### THE DATA

====

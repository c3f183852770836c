use chrono::{DateTime, Utc};
use serde::{Deserialize, Serialize};
use validator::Validate;

use crate::models::domain::{GeoPoint, MatchRequest};

/// Request to find the best rides for a passenger
#[derive(Debug, Clone, Serialize, Deserialize, Validate)]
pub struct FindMatchesRequest {
    #[serde(alias = "passenger_id", rename = "passengerId", default)]
    pub passenger_id: Option<String>,
    #[validate(nested)]
    pub pickup: GeoPoint,
    #[validate(nested)]
    pub destination: GeoPoint,
    #[validate(range(min = 1, max = 8))]
    #[serde(alias = "seats_required", rename = "seatsRequired", default = "default_seats")]
    pub seats_required: u8,
    #[validate(range(min = 0.0))]
    #[serde(alias = "max_willingness_to_pay", rename = "maxWillingnessToPay")]
    pub max_willingness_to_pay: f64,
    #[validate(range(min = 0.0, max = 5.0))]
    #[serde(alias = "min_rating", rename = "minRating", default)]
    pub min_rating: f64,
    #[validate(range(min = 1))]
    #[serde(alias = "top_n", rename = "topN", default)]
    pub top_n: Option<u16>,
    #[validate(range(min = 0.1, max = 100.0))]
    #[serde(alias = "max_distance_km", rename = "maxDistanceKm", default)]
    pub max_distance_km: Option<f64>,
}

fn default_seats() -> u8 {
    1
}

impl FindMatchesRequest {
    /// Build the engine request, filling unset fields from configured defaults
    pub fn into_match_request(
        self,
        default_top_n: usize,
        max_top_n: usize,
        default_max_distance_km: f64,
    ) -> MatchRequest {
        let top_n = self
            .top_n
            .map(|n| n as usize)
            .unwrap_or(default_top_n)
            .min(max_top_n);

        MatchRequest {
            passenger_id: self.passenger_id.filter(|id| !id.is_empty()),
            pickup: self.pickup,
            destination: self.destination,
            seats_required: self.seats_required,
            max_willingness_to_pay: self.max_willingness_to_pay,
            min_rating: self.min_rating,
            top_n,
            max_distance_km: self.max_distance_km.unwrap_or(default_max_distance_km),
        }
    }
}

/// Request a fare estimate without running a search
#[derive(Debug, Clone, Serialize, Deserialize, Validate)]
pub struct FareQuoteRequest {
    #[validate(nested)]
    pub pickup: GeoPoint,
    #[validate(nested)]
    pub destination: GeoPoint,
    #[serde(alias = "scheduled_at", rename = "scheduledAt", default)]
    pub scheduled_at: Option<DateTime<Utc>>,
}

/// Replace the hybrid scoring weights
#[derive(Debug, Clone, Serialize, Deserialize, Validate)]
pub struct UpdateWeightsRequest {
    #[validate(range(min = 0.0))]
    pub route: f64,
    #[validate(range(min = 0.0))]
    pub price: f64,
    #[validate(range(min = 0.0))]
    pub reputation: f64,
}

====

### WHAT IS EXPECTED
List each line in the listing that contains the string "alias".

### TASK OUTPUT
    #[serde(alias = "passenger_id", rename = "passengerId", default)]
    #[serde(alias = "seats_required", rename = "seatsRequired", default = "default_seats")]
    #[serde(alias = "max_willingness_to_pay", rename = "maxWillingnessToPay")]
    #[serde(alias = "min_rating", rename = "minRating", default)]
    #[serde(alias = "top_n", rename = "topN", default)]
    #[serde(alias = "max_distance_km", rename = "maxDistanceKm", default)]
    #[serde(alias = "scheduled_at", rename = "scheduledAt", default)]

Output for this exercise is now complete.